Atherosclerosis is a chronic condition that may begin prior to birth, particularly in the presence of factors that act through inflammatory pathways. Inflammation may alter epigenetic marks, and changes in methylation are observed in atherosclerotic lesions. We hypothesised that intrauterine inflammation (chorioamnionitis, which complicates 1-4% of all births in the US) would alter development of early atherosclerosis. We report preliminary findings from a novel mouse model of chorioamnionitis and atherosclerosis. We aim to investigate: 1. the effect of intrauterine inflammation on the development of early atherosclerosis in mice 2. molecular and epigenetic mechanisms Methods: Apolipoprotein E deficient pregnant mice (n=15-19 per group) received LPS (0.1 ng in 5 μl saline) or saline (5 μl) into each amniotic sac on gestational day 15. Offspring were weaned onto a high fat (21% v/v) diet at 4 weeks. Aortae, heart and plasma were collected from 6- and 12-week-old offspring. Aortae were analysed following Haematoxylin and Eosin (H&E) and Oil Red O staining. Heart and aortae cholesterol concentrations were quantified using colorimetric assay. Gene expression (Real-Time PCR) of candidate genes was measured. Results: Intra-amniotic LPS injection induced histological chorioamnionitis. In 6-week-old mice, intrauterine inflammation increased cholesterol concentrations in aorta and cardiac tissue (p<0.05), and increased aortic Dnmt1 mRNA levels (p=0.02; a key regulator of DNA methylation).

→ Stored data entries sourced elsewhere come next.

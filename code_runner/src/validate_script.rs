use thiserror::Error;
use util::execution_config::ScriptLimits;

use crate::script::ast::{Expr, Program, Stmt, StmtKind};
use crate::script::builtins::is_builtin;
use crate::script::interpreter::READ_ONLY_INPUTS;
use crate::script::{ScriptError, parse};

#[derive(Debug, Clone, PartialEq, Error)]
pub enum ScriptValidationError {
    #[error("script is empty")]
    Empty,

    #[error("script is {bytes} bytes, limit is {limit}")]
    TooLarge { bytes: usize, limit: usize },

    #[error("script has {lines} lines, limit is {limit}")]
    TooManyLines { lines: usize, limit: usize },

    #[error(transparent)]
    Syntax(#[from] ScriptError),

    #[error("line {line}: unknown function '{name}'")]
    UnknownFunction { name: String, line: usize },

    #[error("line {line}: '{name}' is a read-only input")]
    ReadOnlyAssignment { name: String, line: usize },
}

/// Checks a script before it is ever run: size and line limits, syntax,
/// calls to functions that do not exist, and writes to input variables.
///
/// Returns the parsed program on success.
pub fn validate_script(
    script: &str,
    limits: &ScriptLimits,
) -> Result<Program, ScriptValidationError> {
    if script.trim().is_empty() {
        return Err(ScriptValidationError::Empty);
    }
    if script.len() > limits.max_script_bytes {
        return Err(ScriptValidationError::TooLarge {
            bytes: script.len(),
            limit: limits.max_script_bytes,
        });
    }
    let lines = script.lines().count();
    if lines > limits.max_script_lines {
        return Err(ScriptValidationError::TooManyLines {
            lines,
            limit: limits.max_script_lines,
        });
    }

    let program = parse(script)?;
    check_block(&program.body)?;
    Ok(program)
}

fn check_block(body: &[Stmt]) -> Result<(), ScriptValidationError> {
    for stmt in body {
        check_stmt(stmt)?;
    }
    Ok(())
}

fn check_stmt(stmt: &Stmt) -> Result<(), ScriptValidationError> {
    let line = stmt.line;
    let guard_name = |name: &str| {
        if READ_ONLY_INPUTS.contains(&name) {
            Err(ScriptValidationError::ReadOnlyAssignment {
                name: name.to_string(),
                line,
            })
        } else {
            Ok(())
        }
    };

    match &stmt.kind {
        StmtKind::Let(name, expr) => {
            guard_name(name)?;
            check_expr(expr, line)
        }
        StmtKind::Assign(target, _, expr) => {
            guard_name(&target.name)?;
            for index in &target.path {
                check_expr(index, line)?;
            }
            check_expr(expr, line)
        }
        StmtKind::If {
            branches,
            otherwise,
        } => {
            for (cond, body) in branches {
                check_expr(cond, line)?;
                check_block(body)?;
            }
            match otherwise {
                Some(body) => check_block(body),
                None => Ok(()),
            }
        }
        StmtKind::While(cond, body) => {
            check_expr(cond, line)?;
            check_block(body)
        }
        StmtKind::For(name, iterable, body) => {
            guard_name(name)?;
            check_expr(iterable, line)?;
            check_block(body)
        }
        StmtKind::Expr(expr) => check_expr(expr, line),
        StmtKind::Break | StmtKind::Continue | StmtKind::Return => Ok(()),
    }
}

fn check_expr(expr: &Expr, line: usize) -> Result<(), ScriptValidationError> {
    match expr {
        Expr::Literal(_) | Expr::Var(_) => Ok(()),
        Expr::List(items) => items.iter().try_for_each(|e| check_expr(e, line)),
        Expr::Map(entries) => entries.iter().try_for_each(|(k, v)| {
            check_expr(k, line)?;
            check_expr(v, line)
        }),
        Expr::Unary(_, inner) => check_expr(inner, line),
        Expr::Binary(_, l, r) | Expr::Logical(_, l, r) | Expr::Index(l, r) => {
            check_expr(l, line)?;
            check_expr(r, line)
        }
        Expr::Call(name, args) => {
            if !is_builtin(name) {
                return Err(ScriptValidationError::UnknownFunction {
                    name: name.clone(),
                    line,
                });
            }
            args.iter().try_for_each(|e| check_expr(e, line))
        }
    }
}

#[cfg(test)]
mod tests {
    use super::*;

    fn limits() -> ScriptLimits {
        ScriptLimits::default()
    }

    #[test]
    fn accepts_a_well_formed_script() {
        let script = "let n = len(words(answer))\nif n > 3 { score = max_points } else { score = 0 }";
        assert_eq!(validate_script(script, &limits()).unwrap().body.len(), 2);
    }

    #[test]
    fn rejects_blank_scripts() {
        assert_eq!(validate_script("  \n\t", &limits()), Err(ScriptValidationError::Empty));
    }

    #[test]
    fn enforces_size_and_line_limits() {
        let small = ScriptLimits {
            max_script_bytes: 10,
            ..limits()
        };
        assert!(matches!(
            validate_script("score = 1000000", &small),
            Err(ScriptValidationError::TooLarge { bytes: 15, limit: 10 })
        ));

        let few_lines = ScriptLimits {
            max_script_lines: 2,
            ..limits()
        };
        assert!(matches!(
            validate_script("a = 1\nb = 2\nscore = 3", &few_lines),
            Err(ScriptValidationError::TooManyLines { lines: 3, limit: 2 })
        ));
    }

    #[test]
    fn reports_syntax_errors() {
        let err = validate_script("score = (1 + 2", &limits()).unwrap_err();
        assert!(matches!(err, ScriptValidationError::Syntax(ScriptError::Syntax { .. })));
    }

    #[test]
    fn rejects_functions_outside_the_builtin_set() {
        let err = validate_script("x = 1\nscore = open('/etc/passwd')", &limits()).unwrap_err();
        assert_eq!(
            err,
            ScriptValidationError::UnknownFunction {
                name: "open".into(),
                line: 2
            }
        );
    }

    #[test]
    fn rejects_writes_to_inputs() {
        let err = validate_script("for answer in answers { score = 1 }", &limits()).unwrap_err();
        assert!(matches!(err, ScriptValidationError::ReadOnlyAssignment { .. }));
    }
}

No differences between LPS- and saline-treated animals were found in H&E stained aortic sinus. In 12-week-old mice, reduced mean intimal area (p=0.02) and mean intimal thickness index (p=0.02) were found in H&E stained brachiocephalic artery sections from LPS-treated offspring. No differences were found between groups in H&E stained aortic sinus or in an en face analysis of Oil Red O-stained aorta. Conclusions: Exposure to intrauterine inflammation has complex effects in this model. Contrary to our hypothesis, 12-week-old LPS-treated mice showed decreased intimal area with no other apparent histological differences, however early cholesterol and molecular biology changes exist. Differential epigenetic regulation may be an early underlying mechanism.